United States District Court, E.D. North Carolina, Western Division
Aug 18, 2011
NO. 5:10-HC-2176-FL (E.D.N.C. Aug. 18, 2011)

Opinion

NO. 5:10-HC-2176-FL.

August 18, 2011


ORDER


This matter is before the court on respondent's motion to dismiss (DE # 15). Also before the court is respondent's motion for an extension of time (DE # 14). In this posture, the matters are ripe for adjudication. For the foregoing reasons, respondent's motions are GRANTED.

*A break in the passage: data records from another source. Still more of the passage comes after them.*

use serde_derive::{Deserialize, Serialize};

use super::classify::{classify, TagClass};
use super::{Access, BulkReport, MappingTable, PaddingStrategy, ProtocolAttrs};
use crate::error::MappingError;
use crate::store::{DataStore, TagId};

pub type ModbusMapping = MappingTable<ModbusAttrs>;

/// Register-level representation of a mapped tag.
#[derive(Debug, Clone, Copy, PartialEq, Eq, Serialize, Deserialize)]
#[serde(rename_all = "lowercase")]
pub enum ModbusType {
    Int16,
    Uint16,
    Int32,
    Uint32,
    Float32,
    String8,
    String16,
    Bool,
}

impl ModbusType {
    /// Number of 16-bit registers one value of this type occupies.
    pub fn register_count(self) -> u16 {
        match self {
            ModbusType::Int16 | ModbusType::Uint16 | ModbusType::Bool => 1,
            ModbusType::Int32 | ModbusType::Uint32 | ModbusType::Float32 => 2,
            ModbusType::String8 => 4,
            ModbusType::String16 => 8,
        }
    }

    /// Register sub-range used by `data_type`-padded auto-generation.
    pub fn sub_range(self) -> (u16, u16) {
        match self {
            ModbusType::Float32 => (40001, 41000),
            ModbusType::Int32 | ModbusType::Uint32 => (41001, 42000),
            ModbusType::Int16 | ModbusType::Uint16 => (42001, 43000),
            ModbusType::String8 => (43001, 44000),
            ModbusType::String16 => (44001, 45000),
            ModbusType::Bool => (45001, 46000),
        }
    }
}

#[derive(Debug, Clone, Copy, PartialEq, Eq, Serialize, Deserialize)]
#[serde(rename_all = "lowercase")]
pub enum Endianness {
    Big,
    Little,
}

#[derive(Debug, Clone)]
pub struct ModbusAttrs {
    pub register_address: u16,
    pub function_code: u8,
    pub data_type: ModbusType,
    pub access: Access,
    pub scaling_factor: f64,
    pub endianness: Endianness,
    pub description: String,
}

impl ModbusAttrs {
    pub fn new(register_address: u16, data_type: ModbusType) -> ModbusAttrs {
        ModbusAttrs {
            register_address,
            function_code: 3,
            data_type,
            access: Access::ReadWrite,
            scaling_factor: 1.0,
            endianness: Endianness::Big,
            description: String::new(),
        }
    }

    fn span(&self) -> (u16, u16) {
        let count = self.data_type.register_count();
        (
            self.register_address,
            self.register_address.saturating_add(count - 1),
        )
    }
}

impl ProtocolAttrs for ModbusAttrs {
    const PROTOCOL: &'static str = "modbus";

    /// Uniqueness is at register-span level: two mappings conflict when
    /// their occupied register ranges overlap.
    fn conflicts_with(&self, other: &Self) -> bool {
        let (a_start, a_end) = self.span();
        let (b_start, b_end) = other.span();
        a_start <= b_end && b_start <= a_end
    }

    fn locator_label(&self) -> String {
        let (start, end) = self.span();
        format!("registers {start}-{end}")
    }
}

fn class_to_modbus(class: TagClass) -> ModbusType {
    match class {
        TagClass::FloatMeasurement => ModbusType::Float32,
        TagClass::SinglePoint => ModbusType::Bool,
        TagClass::SmallInt => ModbusType::Int16,
        TagClass::WideInt => ModbusType::Int32,
        TagClass::Text => ModbusType::String8,
        TagClass::Other => ModbusType::Int16,
    }
}

/// Find the lowest free register span of `count` registers at or above
/// `from` within `data_type`'s sub-range, skipping spans already claimed in
/// the table.
fn allocate_span(
    table: &ModbusMapping,
    data_type: ModbusType,
    from: u16,
    count: u16,
) -> Result<u16, MappingError> {
    let (start, end) = data_type.sub_range();
    let taken: Vec<(u16, u16)> = table
        .all()
        .values()
        .map(|mapping| mapping.attrs.span())
        .collect();

    let count = u32::from(count);
    let mut candidate = u32::from(from.max(start));
    'candidates: while candidate + count - 1 <= u32::from(end) {
        for &(t_start, t_end) in &taken {
            if candidate <= u32::from(t_end) && u32::from(t_start) <= candidate + count - 1 {
                candidate = u32::from(t_end) + 1;
                continue 'candidates;
            }
        }
        return Ok(candidate as u16);
    }
    Err(MappingError::LocatorSpaceExhausted {
        protocol: "modbus",
        start: start as u32,
        end: end as u32,
    })
}

/// Bulk auto-generation of Modbus mappings for a list of tag ids.
///
/// Register data types come from the deterministic classifier; the padding
/// strategy either groups spans into per-type sub-ranges or packs them
/// contiguously from `start_address`.
pub fn auto_generate(
    store: &DataStore,
    table: &ModbusMapping,
    ids: &[TagId],
    start_address: u16,
    strategy: PaddingStrategy,
) -> BulkReport {
    let mut report = BulkReport::default();
    let mut cursor = start_address;
    let details = store.detailed_snapshot();

    for id in ids {
        let Some(key) = store.key_for_id(id) else {
            report.push_err(id.clone(), None, "id not found in data store".to_string());
            continue;
        };
        let Some(detail) = details.get(&key) else {
            report.push_err(id.clone(), Some(&key), "tag not registered".to_string());
            continue;
        };

        let data_type = class_to_modbus(classify(detail.data_type, &detail.units, &key));
        let count = data_type.register_count();

        let address = match strategy {
            PaddingStrategy::DataType => {
                match allocate_span(table, data_type, data_type.sub_range().0, count) {
                    Ok(address) => address,
                    Err(e) => {
                        report.push_err(id.clone(), Some(&key), e.to_string());
                        continue;
                    }
                }
            }
            PaddingStrategy::Sequential => {
                let address = cursor;
                cursor += count;
                address
            }
        };

        let mut attrs = ModbusAttrs::new(address, data_type);
        attrs.description = format!("Auto-generated for {key} ({})", detail.data_type);
        match table.set(id.clone(), &key, attrs) {
            Ok(()) => report.push_ok(id.clone(), &key, address as u32),
            Err(e) => report.push_err(id.clone(), Some(&key), e.to_string()),
        }
    }

    report
}

#[cfg(test)]
mod tests {
    use super::*;
    use crate::store::TagSpec;
    use crate::value::DataType;

    #[test]
    fn span_overlap_is_rejected() {
        let table = ModbusMapping::new();
        table
            .set(
                TagId::from("a"),
                "a",
                ModbusAttrs::new(40001, ModbusType::Float32),
            )
            .unwrap();
        // 40002 is still inside a's two-register span.
        let err = table
            .set(
                TagId::from("b"),
                "b",
                ModbusAttrs::new(40002, ModbusType::Int16),
            )
            .unwrap_err();
        assert!(err.to_string().contains("40002"));
        // 40003 is free.
        table
            .set(
                TagId::from("b"),
                "b",
                ModbusAttrs::new(40003, ModbusType::Int16),
            )
            .unwrap();
    }

    #[test]
    fn resetting_the_same_id_may_move_its_locator() {
        let table = ModbusMapping::new();
        let id = TagId::from("a");
        table
            .set(id.clone(), "a", ModbusAttrs::new(40001, ModbusType::Int16))
            .unwrap();
        table
            .set(id.clone(), "a", ModbusAttrs::new(40005, ModbusType::Int16))
            .unwrap();
        assert_eq!(table.get(&id).unwrap().attrs.register_address, 40005);
        assert_eq!(table.len(), 1);
    }

    #[test]
    fn data_type_padding_groups_by_sub_range() {
        let store = DataStore::new();
        let table = ModbusMapping::new();
        store
            .register(&TagSpec::new("tempA", DataType::Float).units("°C"))
            .unwrap();
        store.register(&TagSpec::new("motorOn", DataType::Bool)).unwrap();
        store.register(&TagSpec::new("counter", DataType::Int)).unwrap();
        let ids = vec![
            store.ensure_id("tempA"),
            store.ensure_id("motorOn"),
            store.ensure_id("counter"),
        ];

        let report = auto_generate(&store, &table, &ids, 40001, PaddingStrategy::DataType);
        assert_eq!(report.mapped(), 3);

        let temp = table.find_by_key("tempA").unwrap().1.attrs;
        assert_eq!(temp.register_address, 40001);
        assert_eq!(temp.data_type, ModbusType::Float32);
        let motor = table.find_by_key("motorOn").unwrap().1.attrs;
        assert_eq!(motor.register_address, 45001);
        assert_eq!(motor.data_type, ModbusType::Bool);
        let counter = table.find_by_key("counter").unwrap().1.attrs;
        assert_eq!(counter.register_address, 41001);
        assert_eq!(counter.data_type, ModbusType::Int32);
    }

    #[test]
    fn data_type_padding_skips_taken_spans() {
        let store = DataStore::new();
        let table = ModbusMapping::new();
        table
            .set(
                TagId::from("pre"),
                "pre",
                ModbusAttrs::new(40001, ModbusType::Float32),
            )
            .unwrap();
        store
            .register(&TagSpec::new("flowA", DataType::Float).units("l/min"))
            .unwrap();
        let ids = vec![store.ensure_id("flowA")];

        let report = auto_generate(&store, &table, &ids, 40001, PaddingStrategy::DataType);
        assert_eq!(report.mapped(), 1);
        assert_eq!(
            table.find_by_key("flowA").unwrap().1.attrs.register_address,
            40003
        );
    }

    #[test]
    fn sequential_padding_packs_contiguously() {
        let store = DataStore::new();
        let table = ModbusMapping::new();
        store
            .register(&TagSpec::new("t1", DataType::Float).units("°C"))
            .unwrap();
        store
            .register(&TagSpec::new("t2", DataType::Float).units("°C"))
            .unwrap();
        let ids = vec![store.ensure_id("t1"), store.ensure_id("t2")];

        let report = auto_generate(&store, &table, &ids, 40101, PaddingStrategy::Sequential);
        assert_eq!(report.mapped(), 2);
        assert_eq!(table.find_by_key("t1").unwrap().1.attrs.register_address, 40101);
        assert_eq!(table.find_by_key("t2").unwrap().1.attrs.register_address, 40103);
        assert_eq!(report.first_locator, Some(40101));
        assert_eq!(report.last_locator, Some(40103));
    }

    #[test]
    fn unknown_ids_report_individual_errors() {
        let store = DataStore::new();
        let table = ModbusMapping::new();
        let report = auto_generate(
            &store,
            &table,
            &[TagId::from("nope")],
            40001,
            PaddingStrategy::DataType,
        );
        assert_eq!(report.mapped(), 0);
        assert_eq!(report.failed(), 1);
        assert!(report.entries[0].error.as_deref().unwrap().contains("not found"));
    }
}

Also before the court is respondent's motion for an extension of time to file a response to the petition (DE # 14). For good cause shown, the motion for extension of time is GRANTED and respondent's motion to dismiss is deemed timely filed.

STATEMENT OF THE CASE

On August 18, 2009, the United States District Court for the District of Massachusetts found that petitioner is a sexually dangerous person and committed him to the custody of the Attorney General pursuant to 18 U.S.C. § 4248. See United States v. Hunt, 643 F. Supp. 2d 161 (D. Mass. 2009). Section 4248, enacted in July 2006 as part of the Adam Walsh Child Protection and Safety Act, provides for the civil commitment of "sexually dangerous person[s]" in federal custody for care and treatment, following the expiration of their federal prison sentences. 18 U.S.C. § 4248(a); see also, Timms v. Johns, 627 F.3d 525, 526 (4th Cir. 2010). After he was committed by the District Court of Massachusetts, petitioner was transferred to the custody of the Bureau of Prisons ("BOP") and housed at a BOP facility in Butner, North Carolina.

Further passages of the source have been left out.